On the origin of the anomalous ultraslow solvation dynamics in heterogeneous environments

Abstract

Many recent experimental studies have reported a surprising ultraslow component (even > 10 ns) in the solvation dynamics of a polar probe in an organized assembly, the origin of which is not understood at present. Here we propose two molecular mechanisms in explanation. The first one involves the motion of the 'buried water' molecules (both translation and rotation), accompanied by cooperative relaxation ('local melting') of several surfactant chains. An estimate of the time is obtained by using an effective Rouse chain model of chain dynamics, coupled with a mean first passage time calculation. The second explanation invokes self-diffusion of the (di)polar probe itself from a less polar to a more polar region.
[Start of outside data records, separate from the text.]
//! Proptest generators for property-based testing.

use proptest::prelude::*;
use serde_json::{Map, Value};

use keri_kernel_core::{
    next_key_digest, Blake3Hash, Ed25519PublicKey, KeyConfig, KeyEventLog, Keypair, Said, Seal,
};

/// Generate a random keypair.
pub fn keypair() -> impl Strategy<Value = Keypair> {
    any::<[u8; 32]>().prop_map(|seed| Keypair::from_seed(&seed))
}

/// Generate a random Ed25519PublicKey.
pub fn public_key() -> impl Strategy<Value = Ed25519PublicKey> {
    keypair().prop_map(|kp| kp.public_key())
}

/// Generate a random Blake3Hash.
pub fn blake3_hash() -> impl Strategy<Value = Blake3Hash> {
    any::<[u8; 32]>().prop_map(Blake3Hash)
}

/// Generate a random SAID.
pub fn said() -> impl Strategy<Value = Said> {
    blake3_hash().prop_map(|h| Said::from_digest(&h))
}

/// Generate a recovery phrase of a few lowercase words.
pub fn phrase() -> impl Strategy<Value = String> {
    prop::collection::vec("[a-z]{3,8}", 3..8).prop_map(|words| words.join(" "))
}

/// Generate a seal.
pub fn seal() -> impl Strategy<Value = Seal> {
    (said(), 0u64..1000, said()).prop_map(|(id, sn, digest)| Seal::new(id, sn, digest))
}

/// Generate a valid establishment config: 1-4 keys, 0-4 next keys, thresholds
/// within range.
pub fn key_config() -> impl Strategy<Value = KeyConfig> {
    (
        prop::collection::vec(public_key(), 1..=4),
        prop::collection::vec(public_key(), 0..=4),
    )
        .prop_flat_map(|(keys, next)| {
            let kt = 1..=keys.len() as u64;
            let nt = if next.is_empty() {
                (0..=0u64).boxed()
            } else {
                (1..=next.len() as u64).boxed()
            };
            (Just(keys), Just(next), kt, nt)
        })
        .prop_map(|(keys, next, kt, nt)| {
            let digests = next.iter().map(next_key_digest).collect();
            KeyConfig::new(keys, digests)
                .key_threshold(kt)
                .next_threshold(nt)
        })
}

/// Generate a JSON value that is valid in an event body (no floats).
pub fn json_value() -> impl Strategy<Value = Value> {
    let leaf = prop_oneof![
        Just(Value::Null),
        any::<bool>().prop_map(Value::Bool),
        any::<i64>().prop_map(Value::from),
        "[ -~]{0,16}".prop_map(Value::String),
        "\\PC{0,8}".prop_map(Value::String),
    ];
    leaf.prop_recursive(3, 24, 4, |inner| {
        prop_oneof![
            prop::collection::vec(inner.clone(), 0..4).prop_map(Value::Array),
            prop::collection::btree_map("[a-z]{1,6}", inner, 0..4)
                .prop_map(|m| Value::Object(m.into_iter().collect())),
        ]
    })
}

/// Generate attribute data for a credential (reserved keys excluded).
pub fn attributes() -> impl Strategy<Value = Map<String, Value>> {
    prop::collection::btree_map("[a-z]{2,8}", json_value(), 0..5).prop_map(|m| {
        m.into_iter()
            .filter(|(k, _)| k != "d" && k != "i")
            .collect()
    })
}

/// Parameters for generating a KEL.
#[derive(Debug, Clone)]
pub struct KelParams {
    pub seed: [u8; 32],
    /// For each event after inception: `true` rotates, `false` interacts.
    pub steps: Vec<bool>,
}

impl Arbitrary for KelParams {
    type Parameters = ();
    type Strategy = BoxedStrategy<Self>;

    fn arbitrary_with(_: Self::Parameters) -> Self::Strategy {
        (any::<[u8; 32]>(), prop::collection::vec(any::<bool>(), 0..8))
            .prop_map(|(seed, steps)| KelParams { seed, steps })
            .boxed()
    }
}

/// Keypair for a rotation index, derived from the params seed.
fn rotation_key(seed: &[u8; 32], rotation: u8) -> Keypair {
    let mut seed = *seed;
    seed[31] ^= rotation;
    Keypair::from_seed(&seed)
}

/// Build the KEL described by `params`.
pub fn kel_from_params(params: &KelParams) -> KeyEventLog {
    let mut kel = KeyEventLog::new();
    let mut rotation = 0u8;
    let key = |r: u8| rotation_key(&params.seed, r).public_key();

    kel.incept(KeyConfig::new(vec![key(0)], vec![next_key_digest(&key(1))]))
        .expect("generated inception is valid");

    for &rotate in &params.steps {
        if rotate {
            rotation += 1;
            let config = KeyConfig::new(
                vec![key(rotation)],
                vec![next_key_digest(&key(rotation + 1))],
            );
            kel.rotate(config, &[key(rotation)])
                .expect("generated rotation is valid");
        } else {
            kel.interact(Vec::new())
                .expect("generated interaction is valid");
        }
    }
    kel
}

#[cfg(test)]
mod tests {
    use super::*;
    use keri_kernel_core::{
        canonical_json, derive_seed, said as said_engine, InceptionEvent, KeyChain, KeyEvent,
    };

    proptest! {
        #[test]
        fn test_replay_equals_incremental(params: KelParams) {
            let kel = kel_from_params(&params);
            let replayed = KeyEventLog::replay(kel.events().to_vec()).unwrap();
            prop_assert_eq!(replayed.state(), kel.state());
            prop_assert_eq!(replayed.events(), kel.events());
        }

        #[test]
        fn test_duplicate_apply_is_noop(params: KelParams) {
            let mut kel = kel_from_params(&params);
            let before = kel.state().cloned();
            for event in kel.events().to_vec() {
                kel.apply(event).unwrap();
            }
            prop_assert_eq!(kel.state().cloned(), before);
        }

        #[test]
        fn test_generated_config_incepts(config in key_config()) {
            let event = InceptionEvent::build(config, Vec::new()).unwrap();
            prop_assert!(KeyEventLog::new().apply(KeyEvent::Inception(event)).is_ok());
        }

        #[test]
        fn test_extension_data_covered_by_said(data in attributes(), config in key_config()) {
            let mut icp = InceptionEvent::build(config, Vec::new()).unwrap();
            icp.extra = data.into_iter().map(|(k, v)| (format!("x{}", k), v)).collect();
            let mut body = KeyEvent::Inception(icp).to_value();
            said_engine::derive_many(&mut body, &["d", "i"]).unwrap();
            prop_assert!(said_engine::verify_many(&body, &["d", "i"]));

            body["X-added"] = Value::Bool(true);
            prop_assert!(!said_engine::verify_many(&body, &["d", "i"]));
        }

        #[test]
        fn test_seed_derivation_deterministic(words in phrase(), rotation in 0u32..16) {
            let path = format!("signing/{}/0", rotation);
            let a = derive_seed(&words, &path).unwrap();
            let b = derive_seed(&words.to_uppercase(), &path).unwrap();
            prop_assert_eq!(a.as_bytes(), b.as_bytes());

            let chain = KeyChain::new(&words).unwrap();
            let set = chain.key_set(rotation).unwrap();
            prop_assert_eq!(&set.next, &chain.key_set(rotation + 1).unwrap().current);
        }

        #[test]
        fn test_mutated_said_fails(config in key_config(), flip in 0usize..43) {
            let event = KeyEvent::Inception(InceptionEvent::build(config, Vec::new()).unwrap());
            let mut body = event.to_value();
            let said = body["d"].as_str().unwrap().to_string();
            let mut chars: Vec<char> = said.chars().collect();
            let i = 1 + flip % (chars.len() - 1);
            chars[i] = if chars[i] == 'A' { 'B' } else { 'A' };
            body["d"] = Value::String(chars.into_iter().collect());
            prop_assert!(!said_engine::verify_many(&body, &["d", "i"]));
        }

        #[test]
        fn test_canonical_json_stable(value in json_value()) {
            let once = canonical_json(&value).unwrap();
            let reparsed: Value = serde_json::from_slice(&once).unwrap();
            prop_assert_eq!(canonical_json(&reparsed).unwrap(), once);
        }
    }
}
This may also involve cooperative motion of the surfactant chains in the hydrophobic core, if the probe has a sizeable distribution inside the core prior to excitation, or escape of the probe to the bulk from the surface of the self-assembly. The second mechanism should result in the narrowing of the full width of the emission spectrum with time, which has indeed been observed in recent experiments. It is argued that both the mechanisms may give rise to an ultraslow time constant and may be applicable to different experimental situations. The effectiveness of solvation as a dynamical probe in such complex systems has been discussed. © Indian Academy of Sciences.